Santo Domingo, Dominican Republic, December 1, 2025 (PAHO) – The Director of the Pan American Health Organization (PAHO/WHO), Dr. Jarbas Barbosa, today urged countries in the region to strengthen health legislation and reinforce primary health care, key pillars for more equitable, resilient, and sustainable health systems.
During his official visit to the Dominican Republic, Dr. Barbosa presented an overview of health progress and challenges in the Americas to legislators, national authorities, and public health experts during a keynote address at the Dominican Senate on the state of health in the region.
“Health legislation does more than regulate policies; it shapes lives, determines futures, and strengthens a country’s ability to guarantee the right to health,” said the PAHO Director.
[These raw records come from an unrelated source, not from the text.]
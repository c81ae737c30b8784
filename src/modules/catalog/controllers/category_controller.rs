use actix_web::{web, HttpResponse};
use sqlx::MySqlPool;

use crate::core::{AppError, Page, PageQuery};
use crate::modules::catalog::repositories::CategoryRepository;

/// List product categories
/// GET /productCategories
pub async fn list_categories(
    pool: web::Data<MySqlPool>,
    query: web::Query<PageQuery>,
) -> Result<HttpResponse, AppError> {
    let query = query.into_inner();
    let repo = CategoryRepository::new(pool.get_ref().clone());
    let (categories, total) = repo.list(query.limit(), query.offset()).await?;

    Ok(HttpResponse::Ok().json(Page::new(categories, total, &query)))
}

/// Get product category by id
/// GET /productCategories/{id}
pub async fn get_category(
    pool: web::Data<MySqlPool>,
    path: web::Path<i64>,
) -> Result<HttpResponse, AppError> {
    let repo = CategoryRepository::new(pool.get_ref().clone());
    let category = repo.find_by_id(path.into_inner()).await?;

    Ok(HttpResponse::Ok().json(category))
}

/// Configure product category routes
pub fn configure(cfg: &mut web::ServiceConfig) {
    cfg.service(
        web::scope("/productCategories")
            .route("", web::get().to(list_categories))
            .route("/{id}", web::get().to(get_category)),
    );
}
// Scenario tests for the sales aggregation pipeline:
// grouping, first-seen ordering, gap filling, totals conservation, and the
// silent-skip policy for unresolved products.

use chrono::NaiveDate;
use uuid::Uuid;

use warungpos::reports::services::aggregate_sales;
use warungpos::reports::services::generate_period;
use warungpos::sales::models::{ProductRef, Sale, SaleLineItem};

fn sale_on(date: &str, items: Vec<SaleLineItem>) -> Sale {
    let created_at = NaiveDate::parse_from_str(date, "%Y-%m-%d")
        .unwrap()
        .and_hms_opt(14, 0, 0)
        .unwrap();

    Sale {
        id: Uuid::new_v4(),
        total: items.iter().map(SaleLineItem::line_total).sum(),
        customer_id: Uuid::new_v4(),
        created_at,
        items,
    }
}

fn line(product: &ProductRef, price: f64, qty: i64) -> SaleLineItem {
    SaleLineItem {
        price,
        total_item: qty,
        product: Some(product.clone()),
    }
}

fn product_ref(name: &str, category_id: i64, category_name: &str) -> ProductRef {
    ProductRef {
        id: Uuid::new_v4(),
        name: name.to_string(),
        category_id,
        category_name: category_name.to_string(),
    }
}

#[test]
fn test_burger_scenario() {
    // Two sales of the same product on consecutive days
    let burger = product_ref("Burger", 1, "Food");
    let sales = vec![
        sale_on("2024-01-01", vec![line(&burger, 10.0, 2)]),
        sale_on("2024-01-02", vec![line(&burger, 10.0, 1)]),
    ];
    let period = generate_period("2024-01-01", "2024-01-02").unwrap();

    let report = aggregate_sales(&sales, &period);

    assert_eq!(report.len(), 1);
    let category = &report[0];
    assert_eq!(category.category_name, "Food");
    assert_eq!(category.category_total, 30.0);
    assert_eq!(category.products.len(), 1);

    let product = &category.products[0];
    assert_eq!(product.product_name, "Burger");
    assert_eq!(product.transactions_total, 30.0);
    assert_eq!(product.sales_on("2024-01-01"), 20.0);
    assert_eq!(product.sales_on("2024-01-02"), 10.0);
}

#[test]
fn test_empty_sales_yield_empty_report() {
    let period = generate_period("2024-01-01", "2024-01-01").unwrap();
    let report = aggregate_sales(&[], &period);
    assert!(report.is_empty());
}

#[test]
fn test_totals_are_conserved() {
    let burger = product_ref("Burger", 1, "Food");
    let satay = product_ref("Satay", 1, "Food");
    let tea = product_ref("Iced Tea", 2, "Drinks");

    let sales = vec![
        sale_on(
            "2024-03-01",
            vec![line(&burger, 25_000.0, 2), line(&tea, 8_000.0, 3)],
        ),
        sale_on("2024-03-02", vec![line(&satay, 30_000.0, 1)]),
        sale_on(
            "2024-03-03",
            vec![line(&burger, 25_000.0, 1), line(&satay, 30_000.0, 2)],
        ),
    ];
    let period = generate_period("2024-03-01", "2024-03-03").unwrap();

    let expected: f64 = sales
        .iter()
        .flat_map(|s| s.items.iter())
        .filter(|i| i.product.is_some())
        .map(|i| i.line_total())
        .sum();

    let report = aggregate_sales(&sales, &period);

    let category_sum: f64 = report.iter().map(|c| c.category_total).sum();
    assert_eq!(category_sum, expected);

    for category in &report {
        let product_sum: f64 = category.products.iter().map(|p| p.transactions_total).sum();
        assert_eq!(product_sum, category.category_total);

        for product in &category.products {
            let date_sum: f64 = product.transactions.values().map(|t| t.total_sales).sum();
            assert_eq!(date_sum, product.transactions_total);
        }
    }
}

#[test]
fn test_every_product_is_gap_filled() {
    let burger = product_ref("Burger", 1, "Food");
    let sales = vec![sale_on("2024-03-02", vec![line(&burger, 10.0, 1)])];
    let period = generate_period("2024-03-01", "2024-03-05").unwrap();

    let report = aggregate_sales(&sales, &period);
    let product = &report[0].products[0];

    assert_eq!(product.transactions.len(), period.len());
    for date in &period {
        let bucket = product.transactions.get(date).expect("missing period date");
        assert_eq!(bucket.date_transaction, *date);
    }
    assert_eq!(product.sales_on("2024-03-01"), 0.0);
    assert_eq!(product.sales_on("2024-03-02"), 10.0);
    assert_eq!(product.sales_on("2024-03-05"), 0.0);
}

#[test]
fn test_aggregation_is_deterministic() {
    let burger = product_ref("Burger", 1, "Food");
    let tea = product_ref("Iced Tea", 2, "Drinks");
    let sales = vec![
        sale_on("2024-01-01", vec![line(&tea, 5.0, 1), line(&burger, 10.0, 1)]),
        sale_on("2024-01-02", vec![line(&burger, 10.0, 3)]),
    ];
    let period = generate_period("2024-01-01", "2024-01-02").unwrap();

    let first = aggregate_sales(&sales, &period);
    let second = aggregate_sales(&sales, &period);

    assert_eq!(first, second);
    // Ordering follows first appearance in the sale list, not ids or names
    assert_eq!(first[0].category_name, "Drinks");
    assert_eq!(first[1].category_name, "Food");
}

#[test]
fn test_unresolved_products_never_create_entries() {
    let burger = product_ref("Burger", 1, "Food");
    let orphan = SaleLineItem {
        price: 1_000_000.0,
        total_item: 9,
        product: None,
    };

    let sales = vec![sale_on(
        "2024-01-01",
        vec![line(&burger, 10.0, 1), orphan],
    )];
    let period = generate_period("2024-01-01", "2024-01-01").unwrap();

    let report = aggregate_sales(&sales, &period);

    assert_eq!(report.len(), 1);
    assert_eq!(report[0].category_total, 10.0);
    assert_eq!(report[0].products.len(), 1);
    assert_eq!(report[0].products[0].transactions_total, 10.0);
}

#[test]
fn test_out_of_period_sales_count_toward_totals_but_not_buckets() {
    let burger = product_ref("Burger", 1, "Food");
    let sales = vec![
        sale_on("2024-01-01", vec![line(&burger, 10.0, 1)]),
        sale_on("2024-06-01", vec![line(&burger, 10.0, 4)]),
    ];
    let period = generate_period("2024-01-01", "2024-01-02").unwrap();

    let report = aggregate_sales(&sales, &period);
    let product = &report[0].products[0];

    assert_eq!(report[0].category_total, 50.0);
    assert_eq!(product.transactions_total, 50.0);
    assert_eq!(product.transactions.len(), 2);
    let bucket_sum: f64 = product.transactions.values().map(|t| t.total_sales).sum();
    assert_eq!(bucket_sum, 10.0);
}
Dr. Barbosa highlighted that the region faces both long-standing and emerging challenges that test the resilience of health systems. These include inequalities in access to services, uneven distribution of health personnel, gaps in continuity of care, poverty, social exclusion, and geographic and economic barriers. “These gaps have been worsened by economic crises, climate events, natural disasters, and rapid demographic transitions,” he emphasized.
With more than 190 million people over the age of 60 in the region, there is a growing urgency to strengthen primary care, expand long-term care services, and adapt social protection systems. Among emerging health threats, Dr. Barbosa mentioned outbreaks of diseases such as Oropouche and chikungunya, the re-emergence of preventable diseases such as measles, and zoonotic risks such as avian influenza A(H5N1). He also warned of the alarming increase in antimicrobial resistance, which is responsible for over half a million deaths annually in the region.
Dr. Barbosa stressed the importance of adequate and sustainable public financing. “Over recent decades, countries in the Americas have increased public health spending to an average of 4.5% of GDP. This increase has helped reduce out-of-pocket payments to 30% of total health expenditure, which is critical to prevent families from falling into poverty when seeking care. However, this level remains insufficient to ensure universal access and financial protection.”
PAHO therefore recommends increasing public health spending to at least 6% of GDP, prioritizing financing for primary health care, and removing access barriers that still affect millions of people.
Eight strategic regional priorities
The PAHO Director outlined eight strategic priorities for regional cooperation:
- Health system reform based on stronger primary care, to integrate health services and public health programs, reduce access barriers, and promote community participation.
- Strengthening governance and essential public health functions, to ensure stewardship, surveillance, and workforce competencies at all levels.
- Disease elimination, through vaccination, surveillance, access to diagnostics and treatment, sustained investment, and intersectoral coordination.
- Improved care for noncommunicable diseases, promoting early detection, integrated risk factor management, and continuous availability of essential medicines.
- Zero maternal deaths, through prenatal care, primary-level strengthening, and health workforce training.
- Regional Revolving Funds, to ensure rapid and equitable access to vaccines, essential medicines, and high-quality health technologies.
- Digital transformation for universal health, through national digital agendas, telehealth, interoperability, artificial intelligence, and cybersecurity.
- Health emergency preparedness, to strengthen resilient infrastructure, interagency coordination, access to safe water, vector control, and epidemiological surveillance.
Signing of agreements
Accompanied by PAHO/WHO Representative Alba María Ropero, Dr. Barbosa signed a Technical Cooperation Framework Agreement between PAHO and the Dominican Senate. The agreement is the first of its kind in the region and aims to strengthen the legislative health agenda through information sharing, joint research, and training, including participation of PAHO specialists in the Dominican Parliamentary Innovation Hub.
“The laws you pass guarantee rights, organize systems, strengthen institutions, promote transparency, and ensure no one is excluded from the right to health,” said Dr. Barbosa. “This is the first agreement of its kind in the region and will set a new standard for parliamentary health cooperation in the Americas.”
Earlier, at the Ministry of Public Health, Dr. Barbosa and the Minister of Public Health, Dr. Víctor Atallah, signed the Country Cooperation Strategy (CCS) 2026-2031, which will guide PAHO’s technical cooperation with the Dominican Republic over the next six years, aligned with the National Health Strategic Plan 2030 and the National Development Strategy. The Minister of the Presidency, José Ignacio Paliza Nouel, will also endorse the strategy at a later date.
During his three-day visit, from December 1 to 3, Dr. Barbosa will meet with other senior national authorities and representatives of multilateral organizations, as well as visit primary health care service networks.